One common example is antivirus software, which uses Code Injection to monitor navigation carried out via a browser. However, it is also important to remember that this is a functionality which is also often used by malware to infect devices.
How Code Injection works
Code Injection can be used in various ways. One of these is the use of DDL files. This method is based on the use of some operating systems APIs and the possibility of connecting different processes via them. In such cases, the programs involved are not modified directly. In fact, it is only once the application has fully loaded that code is injected into it.
This procedure of Code Injection is used by antivirus software, but also by translation programs. In that case, the purpose is to activate the translator in a certain language using the mouse keys or the keypad. Another notable point is its role in the functioning of certain system drivers and especially in the optimisation of peripherals.

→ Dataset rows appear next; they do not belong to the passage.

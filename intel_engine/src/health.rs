//! Deployment health assessment and rollback policy.
//!
//! Health states are recomputed fresh on every monitoring tick from current
//! vs. baseline telemetry; there is no stored previous-state dependency.

use serde::Serialize;

use crate::config::HealthThresholds;
use crate::models::telemetry::Anomaly;
use crate::models::{HealthStatus, RollbackUrgency, Severity};

/// Whether to roll back, and how urgently.
#[derive(Debug, Clone, Serialize)]
pub struct RollbackDirective {
    pub recommended: bool,
    pub urgency: RollbackUrgency,
    pub reason: String,
    pub action: String,
}

/// Assess deployment health from error-rate deltas and newly observed
/// error patterns.
pub fn assess(
    thresholds: &HealthThresholds,
    error_rate_increase: f64,
    degradation_percent: f64,
    new_patterns: &[String],
    anomalies: &[Anomaly],
) -> HealthStatus {
    // Critical: major error-rate spike or several new failure signatures.
    if error_rate_increase > thresholds.critical_error_rate_increase
        || new_patterns.len() >= thresholds.critical_new_patterns
    {
        return HealthStatus::Critical;
    }

    if error_rate_increase > thresholds.unhealthy_error_rate_increase
        || degradation_percent > thresholds.unhealthy_degradation_percent
    {
        return HealthStatus::Unhealthy;
    }

    if error_rate_increase > thresholds.degraded_error_rate_increase
        || !new_patterns.is_empty()
        || !anomalies.is_empty()
    {
        return HealthStatus::Degraded;
    }

    HealthStatus::Healthy
}

/// Rollback policy as a function of health state and the deployment's
/// original predicted risk.
pub fn rollback_policy(status: HealthStatus, predicted_risk: f64) -> RollbackDirective {
    match status {
        HealthStatus::Critical => RollbackDirective {
            recommended: true,
            urgency: RollbackUrgency::Immediate,
            reason: "Critical errors detected - immediate rollback required".to_string(),
            action: "Execute rollback now".to_string(),
        },
        HealthStatus::Unhealthy if predicted_risk >= 0.7 => RollbackDirective {
            recommended: true,
            urgency: RollbackUrgency::High,
            reason: "High-risk deployment showing degradation".to_string(),
            action: "Rollback within 15 minutes if not improving".to_string(),
        },
        HealthStatus::Unhealthy => RollbackDirective {
            recommended: true,
            urgency: RollbackUrgency::Medium,
            reason: "Deployment health degraded".to_string(),
            action: "Monitor closely, prepare rollback".to_string(),
        },
        HealthStatus::Degraded => RollbackDirective {
            recommended: false,
            urgency: RollbackUrgency::Low,
            reason: "Minor issues detected".to_string(),
            action: "Continue monitoring, investigate errors".to_string(),
        },
        HealthStatus::Healthy => RollbackDirective {
            recommended: false,
            urgency: RollbackUrgency::None,
            reason: "Deployment healthy".to_string(),
            action: "Continue normal monitoring".to_string(),
        },
    }
}

/// Severity of the auto-incident synthesized when a deployment goes bad:
/// P2 for a degraded escalation, P1 otherwise.
pub fn auto_incident_severity(status: HealthStatus) -> Severity {
    if status == HealthStatus::Degraded {
        Severity::P2
    } else {
        Severity::P1
    }
}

How to check your computer for the presence of Code Injection
It is quite straightforward to check your device for the presence of Code Injection and you can do this by using free software which enables you to view not only the names of DDL files, but also their producer and details of their route.
Among the options available in those programs, it is possible to choose the applications to be monitored and with a simple click of the mouse on their name, you can view a list of all the DDL files in use at any given time.

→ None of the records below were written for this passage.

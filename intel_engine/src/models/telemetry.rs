//! Telemetry wire types — log entries, metric snapshots, system state.

use chrono::{DateTime, Utc};
use serde::{Deserialize, Serialize};

/// One log line from whatever backend is available.
#[derive(Debug, Clone, Serialize, Deserialize)]
pub struct LogEntry {
    pub timestamp: DateTime<Utc>,
    pub level: String,
    pub message: String,
    pub service: String,
}

impl LogEntry {
    pub fn is_error(&self) -> bool {
        matches!(self.level.to_lowercase().as_str(), "error" | "critical")
    }

    pub fn is_warning(&self) -> bool {
        self.level.eq_ignore_ascii_case("warning")
    }
}

/// Current system metrics from the metric backend.
#[derive(Debug, Clone, Default, Serialize, Deserialize)]
pub struct MetricsSnapshot {
    pub cpu_usage: f64,
    pub memory_usage: f64,
    pub error_rate: f64,
    pub request_rate: f64,
}

/// An anomaly surfaced by log analysis.
#[derive(Debug, Clone, Serialize, Deserialize)]
pub struct Anomaly {
    pub kind: String,
    pub severity: String,
    pub message: String,
}

/// Live system health, captured as the pre-deploy baseline.
#[derive(Debug, Clone, Serialize, Deserialize)]
pub struct SystemState {
    pub cpu_usage: f64,
    pub memory_usage: f64,
    pub error_rate: f64,
    pub request_rate: f64,
    pub recent_errors: i64,
    pub anomalies: Vec<Anomaly>,
    /// In [0, 1]; 1.0 means fully healthy.
    pub health_score: f64,
}

impl Default for SystemState {
    fn default() -> Self {
        Self {
            cpu_usage: 0.0,
            memory_usage: 0.0,
            error_rate: 0.0,
            request_rate: 0.0,
            recent_errors: 0,
            anomalies: Vec::new(),
            health_score: 1.0,
        }
    }
}
//! Engine output types — analysis, health, and root-cause reports.

use chrono::{DateTime, Utc};
use serde::Serialize;

use crate::health::RollbackDirective;
use crate::models::commit::CommitRecord;
use crate::models::telemetry::{Anomaly, SystemState};
use crate::models::{Action, HealthStatus};
use crate::recall::RecallContext;
use crate::rootcause::{RootCauseCandidate, SimilarIncident};
use crate::scorer::Prediction;
use crate::sources::DiffAnnotation;

/// Summary of the analyzed commit in the analysis response.
#[derive(Debug, Clone, Serialize)]
pub struct CommitAnalysis {
    pub risk_score: f64,
    pub complexity: f64,
    pub blast_radius: i32,
    pub test_ratio: f64,
    pub commit_type: String,
    pub patterns_detected: Vec<String>,
    #[serde(skip_serializing_if = "Option::is_none")]
    pub llm_analysis: Option<DiffAnnotation>,
}

/// Alert thresholds scaled with predicted risk.
#[derive(Debug, Clone, Serialize)]
pub struct AlertThresholds {
    pub error_rate: f64,
    pub latency_increase: f64,
}

/// Post-deploy monitoring guidance.
#[derive(Debug, Clone, Serialize)]
pub struct MonitoringPlan {
    pub watch_metrics: Vec<String>,
    pub alert_thresholds: AlertThresholds,
    pub duration: String,
}

/// Full deployment-analysis response.
#[derive(Debug, Clone, Serialize)]
pub struct AnalysisReport {
    pub commit_sha: String,
    pub repository: String,
    pub analysis: CommitAnalysis,
    pub system_state: SystemState,
    pub intelligence: RecallContext,
    pub prediction: Prediction,
    pub recommendations: Vec<String>,
    pub action: Action,
    pub monitoring: MonitoringPlan,
    pub learned_from: String,
    /// Which fallback paths were taken while producing this report.
    #[serde(skip_serializing_if = "Vec::is_empty")]
    pub degraded: Vec<&'static str>,
}

/// Pre-deploy baseline slice used for comparison.
#[derive(Debug, Clone, Serialize)]
pub struct BaselineHealth {
    pub error_rate: f64,
    pub health_score: f64,
}

/// Current telemetry slice for the monitored deployment.
#[derive(Debug, Clone, Serialize)]
pub struct CurrentHealth {
    pub error_rate: f64,
    pub error_count: usize,
    pub anomalies: Vec<Anomaly>,
}

/// What changed between baseline and now.
#[derive(Debug, Clone, Serialize)]
pub struct HealthDelta {
    pub error_rate_increase: f64,
    pub degradation_percent: f64,
    pub new_error_patterns: Vec<String>,
}

/// Health-monitoring response for one deployment.
#[derive(Debug, Clone, Serialize)]
pub struct HealthReport {
    pub deployment_id: String,
    pub commit_sha: String,
    pub monitoring_duration_minutes: i64,
    pub baseline: BaselineHealth,
    pub current: CurrentHealth,
    pub changes: HealthDelta,
    pub health_status: HealthStatus,
    pub rollback: RollbackDirective,
}

/// Digest of the error logs supplied with an incident.
#[derive(Debug, Clone, Default, Serialize)]
pub struct LogEvidence {
    pub error_count: usize,
    pub error_rate: f64,
    pub patterns: Vec<String>,
    pub anomalies: Vec<Anomaly>,
}

/// Compact commit view listed among root-cause candidates.
#[derive(Debug, Clone, Serialize)]
pub struct CommitSummary {
    pub sha: String,
    pub author: Option<String>,
    pub risk_score: f64,
    pub patterns: Vec<String>,
    pub committed_at: DateTime<Utc>,
}

impl From<&CommitRecord> for CommitSummary {
    fn from(commit: &CommitRecord) -> Self {
        Self {
            sha: commit.sha.clone(),
            author: commit.author.clone(),
            risk_score: commit.risk_score,
            patterns: commit.risky_patterns.clone(),
            committed_at: commit.committed_at,
        }
    }
}

/// Root-cause attribution response.
#[derive(Debug, Clone, Serialize)]
pub struct RootCauseReport {
    pub incident_timestamp: DateTime<Utc>,
    pub likely_root_cause: Option<RootCauseCandidate>,
    pub recent_commits: Vec<CommitSummary>,
    pub log_evidence: LogEvidence,
    pub similar_past_incidents: Vec<SimilarIncident>,
    pub confidence: f64,
}
//! intel.commit — Long-term memory of every analyzed commit.

use chrono::{DateTime, Utc};
use serde::{Deserialize, Serialize};

/// One analyzed commit. Created at analysis time and never mutated
/// afterwards, except `files`/`prediction_details` enrichment at write time.
#[derive(Debug, Clone, Serialize, Deserialize)]
pub struct CommitRecord {
    pub sha: String,
    pub repository: String,
    pub author: Option<String>,
    pub author_email: Option<String>,
    pub files_changed: i32,
    pub lines_added: i32,
    pub lines_deleted: i32,
    /// Heuristic risk estimate, clamped to [0, 10].
    pub risk_score: f64,
    pub complexity_score: f64,
    /// Distinct directories touched; proxy for change breadth.
    pub blast_radius: i32,
    /// Test files / total files, in [0, 1].
    pub test_ratio: f64,
    pub commit_type: String,
    pub risky_patterns: Vec<String>,
    pub files: Vec<String>,
    pub prediction_details: Option<serde_json::Value>,
    pub committed_at: DateTime<Utc>,
    pub analyzed_at: DateTime<Utc>,
}

impl CommitRecord {
    /// A neutral placeholder used when every commit source is unavailable.
    pub fn neutral(sha: &str, repository: &str, now: DateTime<Utc>) -> Self {
        Self {
            sha: sha.to_string(),
            repository: repository.to_string(),
            author: None,
            author_email: None,
            files_changed: 0,
            lines_added: 0,
            lines_deleted: 0,
            risk_score: 5.0,
            complexity_score: 0.0,
            blast_radius: 0,
            test_ratio: 0.0,
            commit_type: "unknown".to_string(),
            risky_patterns: Vec::new(),
            files: Vec::new(),
            prediction_details: None,
            committed_at: now,
            analyzed_at: now,
        }
    }

    /// Enforce the [0, 10] risk-score and [0, 1] test-ratio invariants.
    pub fn clamp_scores(&mut self) {
        self.risk_score = self.risk_score.clamp(0.0, 10.0);
        self.test_ratio = self.test_ratio.clamp(0.0, 1.0);
    }
}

How to defend against SQL Injection
SQL Injection involves a type of Code Injection which is used mainly to attack applications used for data management. It involves the injection of strings of malevolent SQL code into the input fields, so that they are carried out. To protect against this, it is crucial to check the applications’ automatic input.
In other words, this implies the checking of the parameters which are used each time to enter the input. In case of a numeric parameter request, verification can be put in place using a PHP script characterised by the is_numeric() function. In the case of filtering, the relevant special characters are ignored.

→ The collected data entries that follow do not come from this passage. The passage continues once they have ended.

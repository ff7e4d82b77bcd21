//! Pattern learner: confidence grows monotonically and converges at 0.99.

use chrono::{Duration, TimeZone, Utc};
use intel_engine::models::incident::IncidentRecord;
use intel_engine::models::Severity;
use intel_engine::patterns;
use intel_engine::store::memory::InMemoryStore;
use intel_engine::store::MemoryStore;

fn incident(id: &str, pattern_tags: &[&str]) -> IncidentRecord {
    IncidentRecord {
        incident_id: id.to_string(),
        severity: Severity::P1,
        description: "login outage".to_string(),
        root_cause_commit: None,
        occurred_at: Utc.with_ymd_and_hms(2025, 6, 1, 0, 0, 0).unwrap(),
        time_to_detect_minutes: Some(12),
        patterns: pattern_tags.iter().map(|p| p.to_string()).collect(),
    }
}

#[tokio::test]
async fn first_occurrence_starts_at_point_six_with_incident_severity() {
    let store = InMemoryStore::new();
    let now = Utc.with_ymd_and_hms(2025, 6, 1, 0, 0, 0).unwrap();

    patterns::learn_from_incident(&store, &incident("i1", &["auth_logic"]), now)
        .await
        .unwrap();

    let pattern = store.get_pattern("auth_logic").await.unwrap().unwrap();
    assert_eq!(pattern.confidence, 0.6);
    assert_eq!(pattern.occurrence_count, 1);
    assert_eq!(pattern.incident_count, 1);
    assert_eq!(pattern.typical_impact, Severity::P1);
    assert_eq!(pattern.first_seen, now);
}

#[tokio::test]
async fn ten_reinforcements_converge_at_the_cap() {
    let store = InMemoryStore::new();
    let base = Utc.with_ymd_and_hms(2025, 6, 1, 0, 0, 0).unwrap();

    let mut previous = 0.0;
    for i in 0..11 {
        let now = base + Duration::days(i);
        patterns::learn_from_incident(&store, &incident(&format!("i{i}"), &["db_migration"]), now)
            .await
            .unwrap();

        let confidence = store
            .get_pattern("db_migration")
            .await
            .unwrap()
            .unwrap()
            .confidence;
        assert!(confidence >= previous, "confidence must never decrease");
        assert!(confidence <= 0.99);
        previous = confidence;
    }

    // 0.6 + 10 × 0.05 = 1.1, capped.
    let pattern = store.get_pattern("db_migration").await.unwrap().unwrap();
    assert_eq!(pattern.confidence, 0.99);
    assert_eq!(pattern.occurrence_count, 11);
    assert_eq!(pattern.last_seen, base + Duration::days(10));
}

#[tokio::test]
async fn every_tag_on_the_incident_is_learned() {
    let store = InMemoryStore::new();
    let now = Utc.with_ymd_and_hms(2025, 6, 1, 0, 0, 0).unwrap();

    patterns::learn_from_incident(
        &store,
        &incident("i1", &["auth_logic", "db_migration"]),
        now,
    )
    .await
    .unwrap();

    assert!(store.get_pattern("auth_logic").await.unwrap().is_some());
    assert!(store.get_pattern("db_migration").await.unwrap().is_some());
    assert!(store.get_pattern("api_contract").await.unwrap().is_none());
}

#[tokio::test]
async fn recall_threshold_filters_low_confidence_patterns() {
    let store = InMemoryStore::new();
    let base = Utc.with_ymd_and_hms(2025, 6, 1, 0, 0, 0).unwrap();

    // One reinforcement: confidence 0.65, below the 0.7 recall threshold.
    for i in 0..2 {
        patterns::learn_from_incident(
            &store,
            &incident(&format!("a{i}"), &["config_change"]),
            base + Duration::days(i),
        )
        .await
        .unwrap();
    }
    // Four reinforcements: confidence 0.75.
    for i in 0..4 {
        patterns::learn_from_incident(
            &store,
            &incident(&format!("b{i}"), &["auth_logic"]),
            base + Duration::days(i),
        )
        .await
        .unwrap();
    }

    let matches = store.patterns_above_confidence(0.7, 5).await.unwrap();
    assert_eq!(matches.len(), 1);
    assert_eq!(matches[0].pattern_type, "auth_logic");
    assert!((matches[0].confidence - 0.75).abs() < 1e-9);
}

It is also fundamental that the applications do not show external error messages which could inadvertently display information relating to the system used, or the structure of the database. The role of so-called prepared statements is also essential, as they can be easily used with a variety of DBMS.
Predefined instructions originally used to carry out frequent interrogations, prepared statement have a structure which helps to reduce the risk of Code Injection for malicious purposes. Thanks to their parameterised instructions, they are in fact able to communicate real SQL commands to the database.
Another tip to protect yourself from the risk of SQL Injection involves maintaining a good level of server security, which can be optimised by installing only those applications necessary for the correct functioning of the database. For this reason, it is best to remove any user accounts which are un-necessary and install all the requested updates to the system and programs.